◆ Exercise objective ◆
From the records below, take each line where the string "latency" shows up and copy it.

::::::::

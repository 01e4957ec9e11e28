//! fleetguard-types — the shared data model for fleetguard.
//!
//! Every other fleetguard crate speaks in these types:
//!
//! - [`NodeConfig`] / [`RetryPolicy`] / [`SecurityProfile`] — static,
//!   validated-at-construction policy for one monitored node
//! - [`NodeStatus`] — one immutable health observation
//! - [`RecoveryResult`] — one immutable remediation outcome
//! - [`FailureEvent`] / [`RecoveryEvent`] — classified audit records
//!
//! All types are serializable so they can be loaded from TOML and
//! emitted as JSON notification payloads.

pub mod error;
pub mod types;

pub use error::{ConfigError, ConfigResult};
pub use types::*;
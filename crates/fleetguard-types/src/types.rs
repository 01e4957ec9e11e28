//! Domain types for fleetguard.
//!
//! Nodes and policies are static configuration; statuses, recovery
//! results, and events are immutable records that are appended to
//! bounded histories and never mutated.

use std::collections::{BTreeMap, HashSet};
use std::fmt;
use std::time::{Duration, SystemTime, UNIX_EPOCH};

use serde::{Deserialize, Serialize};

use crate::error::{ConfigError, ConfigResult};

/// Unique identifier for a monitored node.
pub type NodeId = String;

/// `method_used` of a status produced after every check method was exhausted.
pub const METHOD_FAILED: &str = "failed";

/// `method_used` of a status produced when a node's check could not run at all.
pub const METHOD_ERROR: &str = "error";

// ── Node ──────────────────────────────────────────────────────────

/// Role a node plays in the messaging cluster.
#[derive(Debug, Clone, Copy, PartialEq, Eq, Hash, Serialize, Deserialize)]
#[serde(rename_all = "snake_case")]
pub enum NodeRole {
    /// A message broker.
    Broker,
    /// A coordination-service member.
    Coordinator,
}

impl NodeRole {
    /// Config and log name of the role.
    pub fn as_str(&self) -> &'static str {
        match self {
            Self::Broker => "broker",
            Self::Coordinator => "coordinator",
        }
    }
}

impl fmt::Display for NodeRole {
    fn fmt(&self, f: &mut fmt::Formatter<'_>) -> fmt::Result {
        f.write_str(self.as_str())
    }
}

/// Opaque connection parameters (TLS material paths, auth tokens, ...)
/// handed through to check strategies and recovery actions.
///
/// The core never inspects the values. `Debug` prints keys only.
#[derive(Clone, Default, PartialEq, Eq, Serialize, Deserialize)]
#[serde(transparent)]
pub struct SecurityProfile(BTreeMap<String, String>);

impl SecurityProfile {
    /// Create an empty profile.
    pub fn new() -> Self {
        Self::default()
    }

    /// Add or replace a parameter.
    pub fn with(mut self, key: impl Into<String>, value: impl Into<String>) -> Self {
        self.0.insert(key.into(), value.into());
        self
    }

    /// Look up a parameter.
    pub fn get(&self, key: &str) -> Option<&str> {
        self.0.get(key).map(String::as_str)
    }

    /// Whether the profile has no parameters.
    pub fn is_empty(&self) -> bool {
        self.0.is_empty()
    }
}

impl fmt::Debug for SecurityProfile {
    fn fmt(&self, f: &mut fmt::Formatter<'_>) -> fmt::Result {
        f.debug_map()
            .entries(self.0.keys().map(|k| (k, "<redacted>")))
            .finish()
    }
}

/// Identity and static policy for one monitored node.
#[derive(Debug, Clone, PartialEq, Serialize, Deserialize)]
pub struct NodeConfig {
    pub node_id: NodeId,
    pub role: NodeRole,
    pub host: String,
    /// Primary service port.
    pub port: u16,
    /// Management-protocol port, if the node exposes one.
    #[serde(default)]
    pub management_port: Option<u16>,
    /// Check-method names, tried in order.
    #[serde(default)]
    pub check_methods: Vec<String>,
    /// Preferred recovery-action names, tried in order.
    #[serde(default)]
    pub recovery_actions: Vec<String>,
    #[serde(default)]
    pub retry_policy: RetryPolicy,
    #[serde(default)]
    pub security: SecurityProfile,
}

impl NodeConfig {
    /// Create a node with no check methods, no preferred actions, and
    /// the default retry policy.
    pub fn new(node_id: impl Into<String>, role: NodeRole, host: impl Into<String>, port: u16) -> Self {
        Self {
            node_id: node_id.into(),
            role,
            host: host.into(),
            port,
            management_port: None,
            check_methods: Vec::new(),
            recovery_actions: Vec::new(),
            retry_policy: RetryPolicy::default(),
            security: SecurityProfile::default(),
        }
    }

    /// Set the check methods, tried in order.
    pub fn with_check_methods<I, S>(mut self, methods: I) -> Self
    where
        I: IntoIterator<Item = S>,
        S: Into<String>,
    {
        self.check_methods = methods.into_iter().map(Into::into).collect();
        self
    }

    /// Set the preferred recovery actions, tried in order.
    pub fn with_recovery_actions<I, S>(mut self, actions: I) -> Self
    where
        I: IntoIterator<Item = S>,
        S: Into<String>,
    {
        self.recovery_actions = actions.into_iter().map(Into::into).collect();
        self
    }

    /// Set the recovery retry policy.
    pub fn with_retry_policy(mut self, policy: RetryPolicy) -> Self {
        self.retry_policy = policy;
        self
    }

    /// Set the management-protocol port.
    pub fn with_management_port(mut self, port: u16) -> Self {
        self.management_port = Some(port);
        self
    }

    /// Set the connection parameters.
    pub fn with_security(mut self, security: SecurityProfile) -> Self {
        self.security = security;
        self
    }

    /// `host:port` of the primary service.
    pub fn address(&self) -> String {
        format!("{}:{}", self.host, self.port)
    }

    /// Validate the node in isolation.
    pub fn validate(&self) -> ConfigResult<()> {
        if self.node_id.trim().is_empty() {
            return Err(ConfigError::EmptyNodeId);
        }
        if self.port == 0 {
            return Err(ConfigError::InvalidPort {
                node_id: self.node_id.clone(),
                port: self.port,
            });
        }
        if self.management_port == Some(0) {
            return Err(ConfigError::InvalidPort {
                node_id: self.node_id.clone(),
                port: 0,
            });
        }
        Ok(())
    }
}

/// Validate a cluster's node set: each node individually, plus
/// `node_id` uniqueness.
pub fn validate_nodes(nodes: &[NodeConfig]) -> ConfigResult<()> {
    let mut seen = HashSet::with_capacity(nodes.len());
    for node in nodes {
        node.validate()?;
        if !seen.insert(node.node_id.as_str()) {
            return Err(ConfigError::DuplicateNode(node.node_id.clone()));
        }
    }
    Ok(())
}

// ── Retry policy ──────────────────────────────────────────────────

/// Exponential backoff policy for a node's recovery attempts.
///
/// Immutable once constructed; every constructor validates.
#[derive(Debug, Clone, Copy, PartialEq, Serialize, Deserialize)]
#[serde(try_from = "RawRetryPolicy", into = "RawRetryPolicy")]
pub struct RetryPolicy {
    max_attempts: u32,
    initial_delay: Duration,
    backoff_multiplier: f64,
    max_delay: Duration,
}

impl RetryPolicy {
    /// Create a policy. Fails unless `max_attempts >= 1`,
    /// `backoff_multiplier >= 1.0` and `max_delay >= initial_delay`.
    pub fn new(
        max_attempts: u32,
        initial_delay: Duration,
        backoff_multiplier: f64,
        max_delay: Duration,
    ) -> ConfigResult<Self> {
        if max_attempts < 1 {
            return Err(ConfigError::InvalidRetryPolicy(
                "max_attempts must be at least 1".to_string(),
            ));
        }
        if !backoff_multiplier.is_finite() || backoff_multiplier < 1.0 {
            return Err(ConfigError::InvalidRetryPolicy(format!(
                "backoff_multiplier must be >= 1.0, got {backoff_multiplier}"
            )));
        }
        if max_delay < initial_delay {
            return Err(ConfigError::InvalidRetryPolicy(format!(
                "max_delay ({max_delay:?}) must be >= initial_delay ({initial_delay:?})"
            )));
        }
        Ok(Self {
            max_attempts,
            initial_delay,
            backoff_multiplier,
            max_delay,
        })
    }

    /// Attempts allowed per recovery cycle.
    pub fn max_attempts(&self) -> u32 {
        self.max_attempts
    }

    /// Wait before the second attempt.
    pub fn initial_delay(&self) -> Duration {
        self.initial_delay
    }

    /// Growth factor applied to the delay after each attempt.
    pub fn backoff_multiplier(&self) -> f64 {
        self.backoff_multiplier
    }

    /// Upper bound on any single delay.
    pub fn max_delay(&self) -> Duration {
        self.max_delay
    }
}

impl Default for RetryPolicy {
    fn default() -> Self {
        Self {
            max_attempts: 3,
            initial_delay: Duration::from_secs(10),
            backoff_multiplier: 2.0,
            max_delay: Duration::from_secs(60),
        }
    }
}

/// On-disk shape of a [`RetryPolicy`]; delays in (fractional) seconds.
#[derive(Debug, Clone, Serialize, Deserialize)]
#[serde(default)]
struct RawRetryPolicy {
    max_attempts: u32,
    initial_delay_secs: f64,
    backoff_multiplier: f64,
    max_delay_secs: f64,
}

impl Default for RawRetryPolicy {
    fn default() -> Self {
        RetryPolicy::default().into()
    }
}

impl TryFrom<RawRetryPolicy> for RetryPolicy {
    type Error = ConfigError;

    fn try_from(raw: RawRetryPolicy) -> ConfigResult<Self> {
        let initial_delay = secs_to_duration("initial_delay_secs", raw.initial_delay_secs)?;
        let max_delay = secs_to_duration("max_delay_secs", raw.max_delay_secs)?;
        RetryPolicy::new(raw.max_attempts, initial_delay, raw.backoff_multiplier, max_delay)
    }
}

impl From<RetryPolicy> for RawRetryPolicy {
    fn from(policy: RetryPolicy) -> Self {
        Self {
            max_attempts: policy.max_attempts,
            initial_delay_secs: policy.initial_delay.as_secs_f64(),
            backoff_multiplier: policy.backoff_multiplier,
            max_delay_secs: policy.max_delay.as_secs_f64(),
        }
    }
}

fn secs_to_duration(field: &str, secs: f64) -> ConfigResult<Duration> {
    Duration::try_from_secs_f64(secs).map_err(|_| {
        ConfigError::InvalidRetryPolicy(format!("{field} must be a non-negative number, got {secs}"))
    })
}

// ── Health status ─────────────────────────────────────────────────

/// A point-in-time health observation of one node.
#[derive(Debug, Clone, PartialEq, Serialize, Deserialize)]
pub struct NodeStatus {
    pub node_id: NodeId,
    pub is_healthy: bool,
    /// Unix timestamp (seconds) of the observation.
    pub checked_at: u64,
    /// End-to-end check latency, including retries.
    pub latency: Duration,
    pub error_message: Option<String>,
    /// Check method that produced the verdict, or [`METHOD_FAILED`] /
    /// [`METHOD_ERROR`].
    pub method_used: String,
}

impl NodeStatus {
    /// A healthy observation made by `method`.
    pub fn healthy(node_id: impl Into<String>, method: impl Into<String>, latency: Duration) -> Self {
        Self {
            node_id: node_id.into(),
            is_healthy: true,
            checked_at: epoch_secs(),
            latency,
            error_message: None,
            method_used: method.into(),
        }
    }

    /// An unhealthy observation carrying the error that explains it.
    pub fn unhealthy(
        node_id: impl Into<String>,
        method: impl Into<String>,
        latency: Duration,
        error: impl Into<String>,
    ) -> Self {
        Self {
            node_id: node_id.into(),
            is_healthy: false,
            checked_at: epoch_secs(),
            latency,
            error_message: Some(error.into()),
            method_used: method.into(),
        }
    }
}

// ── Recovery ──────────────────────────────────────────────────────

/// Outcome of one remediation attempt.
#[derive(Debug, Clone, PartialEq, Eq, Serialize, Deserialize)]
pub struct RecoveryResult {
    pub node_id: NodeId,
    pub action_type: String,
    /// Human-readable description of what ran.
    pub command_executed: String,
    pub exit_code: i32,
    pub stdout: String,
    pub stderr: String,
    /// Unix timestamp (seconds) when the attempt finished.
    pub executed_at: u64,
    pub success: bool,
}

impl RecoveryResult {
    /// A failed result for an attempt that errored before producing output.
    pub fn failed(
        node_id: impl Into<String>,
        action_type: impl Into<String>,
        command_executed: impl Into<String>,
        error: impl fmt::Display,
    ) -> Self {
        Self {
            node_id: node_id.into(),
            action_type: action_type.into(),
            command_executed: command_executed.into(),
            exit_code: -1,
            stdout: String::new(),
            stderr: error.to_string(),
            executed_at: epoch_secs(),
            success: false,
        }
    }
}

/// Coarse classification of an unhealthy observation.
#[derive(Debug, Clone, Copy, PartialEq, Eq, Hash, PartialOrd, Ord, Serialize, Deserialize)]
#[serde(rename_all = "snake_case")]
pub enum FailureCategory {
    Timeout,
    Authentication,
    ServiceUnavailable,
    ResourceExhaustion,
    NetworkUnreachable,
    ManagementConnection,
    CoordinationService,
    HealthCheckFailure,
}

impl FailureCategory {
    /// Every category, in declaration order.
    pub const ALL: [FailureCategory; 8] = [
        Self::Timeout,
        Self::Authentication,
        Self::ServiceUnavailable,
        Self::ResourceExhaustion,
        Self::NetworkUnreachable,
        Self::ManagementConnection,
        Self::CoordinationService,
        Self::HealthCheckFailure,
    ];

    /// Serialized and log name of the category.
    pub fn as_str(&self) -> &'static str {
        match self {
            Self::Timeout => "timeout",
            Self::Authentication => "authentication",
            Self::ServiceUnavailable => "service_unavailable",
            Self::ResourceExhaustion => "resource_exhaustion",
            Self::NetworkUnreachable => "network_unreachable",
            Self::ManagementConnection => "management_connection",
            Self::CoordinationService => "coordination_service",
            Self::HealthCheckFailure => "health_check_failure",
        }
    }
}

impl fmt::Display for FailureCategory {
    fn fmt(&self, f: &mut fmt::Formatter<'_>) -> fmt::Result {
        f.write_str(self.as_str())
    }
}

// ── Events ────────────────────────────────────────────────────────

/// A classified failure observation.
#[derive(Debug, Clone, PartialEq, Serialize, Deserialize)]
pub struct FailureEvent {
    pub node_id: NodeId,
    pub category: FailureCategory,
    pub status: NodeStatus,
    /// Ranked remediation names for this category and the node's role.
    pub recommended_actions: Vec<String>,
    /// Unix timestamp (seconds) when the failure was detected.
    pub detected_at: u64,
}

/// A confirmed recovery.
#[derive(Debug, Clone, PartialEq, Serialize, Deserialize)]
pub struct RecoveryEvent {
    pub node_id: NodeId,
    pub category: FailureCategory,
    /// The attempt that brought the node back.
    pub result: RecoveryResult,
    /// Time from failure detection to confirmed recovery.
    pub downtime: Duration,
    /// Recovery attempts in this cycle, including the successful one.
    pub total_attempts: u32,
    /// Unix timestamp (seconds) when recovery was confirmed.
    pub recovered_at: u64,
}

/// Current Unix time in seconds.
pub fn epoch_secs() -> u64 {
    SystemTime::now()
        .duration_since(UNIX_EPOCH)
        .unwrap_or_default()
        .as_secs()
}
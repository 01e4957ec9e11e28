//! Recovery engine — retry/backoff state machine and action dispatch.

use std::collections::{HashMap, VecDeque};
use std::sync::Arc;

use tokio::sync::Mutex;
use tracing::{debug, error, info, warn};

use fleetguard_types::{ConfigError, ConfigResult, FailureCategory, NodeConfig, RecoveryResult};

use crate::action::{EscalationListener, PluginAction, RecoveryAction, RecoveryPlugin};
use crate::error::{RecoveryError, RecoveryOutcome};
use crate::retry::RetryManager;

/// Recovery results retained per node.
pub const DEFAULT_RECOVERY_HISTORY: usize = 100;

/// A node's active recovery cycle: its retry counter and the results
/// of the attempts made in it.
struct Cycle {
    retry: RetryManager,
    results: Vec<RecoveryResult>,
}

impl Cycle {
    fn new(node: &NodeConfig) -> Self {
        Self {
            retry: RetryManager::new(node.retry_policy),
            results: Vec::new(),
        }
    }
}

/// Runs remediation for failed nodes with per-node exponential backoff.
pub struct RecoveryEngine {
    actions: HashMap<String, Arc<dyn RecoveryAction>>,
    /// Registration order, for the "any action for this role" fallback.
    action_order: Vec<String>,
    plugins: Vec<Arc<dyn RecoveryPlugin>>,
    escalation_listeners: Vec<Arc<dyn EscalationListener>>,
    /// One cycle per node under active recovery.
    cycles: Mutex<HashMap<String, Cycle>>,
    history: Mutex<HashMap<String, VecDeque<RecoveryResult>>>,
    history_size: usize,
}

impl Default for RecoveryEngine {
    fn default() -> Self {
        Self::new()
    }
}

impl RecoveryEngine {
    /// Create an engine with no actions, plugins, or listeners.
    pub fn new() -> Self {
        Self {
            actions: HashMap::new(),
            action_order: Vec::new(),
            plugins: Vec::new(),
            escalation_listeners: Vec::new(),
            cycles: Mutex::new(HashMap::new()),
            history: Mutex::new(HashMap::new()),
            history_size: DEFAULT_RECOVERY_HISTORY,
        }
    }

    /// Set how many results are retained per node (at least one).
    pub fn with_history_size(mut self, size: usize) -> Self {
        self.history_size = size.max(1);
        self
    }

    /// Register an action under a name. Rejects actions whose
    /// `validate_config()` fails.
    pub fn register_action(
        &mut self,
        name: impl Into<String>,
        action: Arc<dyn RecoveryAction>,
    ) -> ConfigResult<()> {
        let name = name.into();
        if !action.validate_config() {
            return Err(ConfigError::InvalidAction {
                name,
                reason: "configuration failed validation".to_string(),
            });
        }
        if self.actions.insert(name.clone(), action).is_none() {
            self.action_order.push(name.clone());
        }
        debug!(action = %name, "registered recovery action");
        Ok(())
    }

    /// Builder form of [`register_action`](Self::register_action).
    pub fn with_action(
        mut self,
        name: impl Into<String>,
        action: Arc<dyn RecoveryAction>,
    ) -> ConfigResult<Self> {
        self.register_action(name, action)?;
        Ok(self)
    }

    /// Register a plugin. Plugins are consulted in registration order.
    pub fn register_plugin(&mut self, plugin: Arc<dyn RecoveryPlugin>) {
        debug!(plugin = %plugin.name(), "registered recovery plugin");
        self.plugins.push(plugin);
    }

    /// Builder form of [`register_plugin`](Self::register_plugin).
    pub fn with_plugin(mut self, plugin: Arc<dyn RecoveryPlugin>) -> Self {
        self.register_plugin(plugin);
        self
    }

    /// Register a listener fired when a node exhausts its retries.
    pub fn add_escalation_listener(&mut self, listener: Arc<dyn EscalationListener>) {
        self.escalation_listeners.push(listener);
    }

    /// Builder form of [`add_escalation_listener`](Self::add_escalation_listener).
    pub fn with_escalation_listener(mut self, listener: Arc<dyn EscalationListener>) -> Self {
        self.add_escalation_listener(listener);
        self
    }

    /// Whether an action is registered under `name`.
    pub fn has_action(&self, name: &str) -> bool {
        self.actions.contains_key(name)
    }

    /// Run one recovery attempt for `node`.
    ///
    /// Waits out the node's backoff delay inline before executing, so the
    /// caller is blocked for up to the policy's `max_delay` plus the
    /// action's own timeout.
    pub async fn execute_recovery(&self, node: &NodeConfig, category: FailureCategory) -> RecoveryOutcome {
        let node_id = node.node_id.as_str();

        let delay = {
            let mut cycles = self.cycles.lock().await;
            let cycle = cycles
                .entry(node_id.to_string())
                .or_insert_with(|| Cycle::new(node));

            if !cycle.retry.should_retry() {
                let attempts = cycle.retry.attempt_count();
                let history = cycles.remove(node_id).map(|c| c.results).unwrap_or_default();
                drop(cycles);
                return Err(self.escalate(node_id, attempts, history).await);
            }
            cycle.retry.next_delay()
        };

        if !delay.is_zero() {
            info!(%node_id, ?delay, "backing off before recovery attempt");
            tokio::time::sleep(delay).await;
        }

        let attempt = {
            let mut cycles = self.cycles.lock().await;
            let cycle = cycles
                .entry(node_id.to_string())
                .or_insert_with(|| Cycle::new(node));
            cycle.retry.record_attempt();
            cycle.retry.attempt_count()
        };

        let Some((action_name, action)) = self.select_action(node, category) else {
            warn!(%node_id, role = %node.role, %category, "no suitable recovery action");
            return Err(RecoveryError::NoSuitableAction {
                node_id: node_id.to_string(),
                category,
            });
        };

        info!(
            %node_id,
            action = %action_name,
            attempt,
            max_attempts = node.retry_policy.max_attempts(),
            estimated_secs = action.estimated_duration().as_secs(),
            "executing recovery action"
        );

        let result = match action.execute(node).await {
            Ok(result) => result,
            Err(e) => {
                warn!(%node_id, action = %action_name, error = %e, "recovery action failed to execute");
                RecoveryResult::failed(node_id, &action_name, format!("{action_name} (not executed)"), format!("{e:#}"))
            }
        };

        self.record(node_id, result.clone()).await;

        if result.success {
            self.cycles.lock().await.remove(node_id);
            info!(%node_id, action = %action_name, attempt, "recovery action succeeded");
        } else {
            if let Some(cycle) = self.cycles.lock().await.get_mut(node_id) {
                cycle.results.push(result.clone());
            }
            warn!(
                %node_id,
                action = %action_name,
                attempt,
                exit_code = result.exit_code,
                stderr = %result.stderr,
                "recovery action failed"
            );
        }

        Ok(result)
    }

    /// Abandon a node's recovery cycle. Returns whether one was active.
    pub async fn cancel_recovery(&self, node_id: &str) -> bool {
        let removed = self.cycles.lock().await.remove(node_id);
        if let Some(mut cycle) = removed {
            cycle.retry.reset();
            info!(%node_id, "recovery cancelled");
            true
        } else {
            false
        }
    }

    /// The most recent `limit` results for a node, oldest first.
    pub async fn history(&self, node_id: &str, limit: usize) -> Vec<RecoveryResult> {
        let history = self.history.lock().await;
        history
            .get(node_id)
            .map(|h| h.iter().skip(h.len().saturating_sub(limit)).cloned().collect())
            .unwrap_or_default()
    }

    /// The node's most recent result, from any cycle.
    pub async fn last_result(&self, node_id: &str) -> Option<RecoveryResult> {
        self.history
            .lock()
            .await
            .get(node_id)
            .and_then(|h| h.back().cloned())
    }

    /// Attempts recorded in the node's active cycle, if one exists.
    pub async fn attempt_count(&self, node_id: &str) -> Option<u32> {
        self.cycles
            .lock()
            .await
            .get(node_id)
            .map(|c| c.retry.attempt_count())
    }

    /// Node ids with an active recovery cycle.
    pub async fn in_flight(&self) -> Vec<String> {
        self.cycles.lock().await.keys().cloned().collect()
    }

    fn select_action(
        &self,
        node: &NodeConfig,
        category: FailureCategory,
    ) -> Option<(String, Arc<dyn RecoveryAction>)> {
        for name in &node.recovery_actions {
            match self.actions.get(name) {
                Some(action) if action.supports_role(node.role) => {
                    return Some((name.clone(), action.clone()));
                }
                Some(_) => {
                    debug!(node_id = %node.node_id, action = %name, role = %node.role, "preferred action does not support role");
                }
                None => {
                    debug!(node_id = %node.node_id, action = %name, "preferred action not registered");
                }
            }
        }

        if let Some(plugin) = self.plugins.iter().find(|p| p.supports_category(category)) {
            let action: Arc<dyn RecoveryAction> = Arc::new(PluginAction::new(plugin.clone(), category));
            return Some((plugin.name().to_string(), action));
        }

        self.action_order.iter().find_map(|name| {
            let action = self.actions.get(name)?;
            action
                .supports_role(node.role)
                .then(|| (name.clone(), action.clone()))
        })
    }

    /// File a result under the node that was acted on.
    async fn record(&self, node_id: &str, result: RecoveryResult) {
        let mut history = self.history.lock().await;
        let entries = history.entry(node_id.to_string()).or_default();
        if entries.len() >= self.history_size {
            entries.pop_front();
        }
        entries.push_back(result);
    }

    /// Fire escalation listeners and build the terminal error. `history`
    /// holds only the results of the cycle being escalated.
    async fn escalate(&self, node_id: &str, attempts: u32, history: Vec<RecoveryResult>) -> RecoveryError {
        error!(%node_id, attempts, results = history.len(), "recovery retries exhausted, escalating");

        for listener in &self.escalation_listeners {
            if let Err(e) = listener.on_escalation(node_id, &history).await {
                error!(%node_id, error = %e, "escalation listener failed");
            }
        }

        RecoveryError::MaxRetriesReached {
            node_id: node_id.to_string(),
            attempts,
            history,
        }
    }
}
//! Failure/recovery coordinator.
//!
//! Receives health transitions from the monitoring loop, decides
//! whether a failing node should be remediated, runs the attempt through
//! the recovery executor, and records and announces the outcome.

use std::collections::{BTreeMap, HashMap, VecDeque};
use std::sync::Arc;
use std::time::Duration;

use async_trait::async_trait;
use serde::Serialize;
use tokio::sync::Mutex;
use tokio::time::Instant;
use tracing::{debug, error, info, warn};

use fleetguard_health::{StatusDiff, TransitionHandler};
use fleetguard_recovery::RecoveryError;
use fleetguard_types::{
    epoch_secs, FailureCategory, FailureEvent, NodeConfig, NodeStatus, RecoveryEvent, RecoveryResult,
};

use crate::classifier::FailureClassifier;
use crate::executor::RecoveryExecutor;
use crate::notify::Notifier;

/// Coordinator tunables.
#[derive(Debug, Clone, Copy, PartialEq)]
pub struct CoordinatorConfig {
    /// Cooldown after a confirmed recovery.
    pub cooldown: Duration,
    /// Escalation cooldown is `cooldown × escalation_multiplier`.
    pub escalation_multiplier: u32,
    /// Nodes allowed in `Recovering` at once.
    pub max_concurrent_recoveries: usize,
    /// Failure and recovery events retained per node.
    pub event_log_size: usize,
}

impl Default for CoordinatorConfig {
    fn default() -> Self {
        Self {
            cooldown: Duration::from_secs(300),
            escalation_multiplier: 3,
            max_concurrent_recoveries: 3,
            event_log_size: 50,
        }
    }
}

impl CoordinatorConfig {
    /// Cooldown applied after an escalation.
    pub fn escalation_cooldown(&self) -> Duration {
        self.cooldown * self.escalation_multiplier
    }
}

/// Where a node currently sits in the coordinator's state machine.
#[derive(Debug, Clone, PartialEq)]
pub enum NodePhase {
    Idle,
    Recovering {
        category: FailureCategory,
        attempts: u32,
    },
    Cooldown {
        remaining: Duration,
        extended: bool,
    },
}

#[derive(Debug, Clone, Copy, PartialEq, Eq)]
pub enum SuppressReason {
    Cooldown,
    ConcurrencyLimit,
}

::::::::

◆ Task result ◆
    /// End-to-end check latency, including retries.
    pub latency: Duration,
    pub fn healthy(node_id: impl Into<String>, method: impl Into<String>, latency: Duration) -> Self {
            latency,
        latency: Duration,
            latency,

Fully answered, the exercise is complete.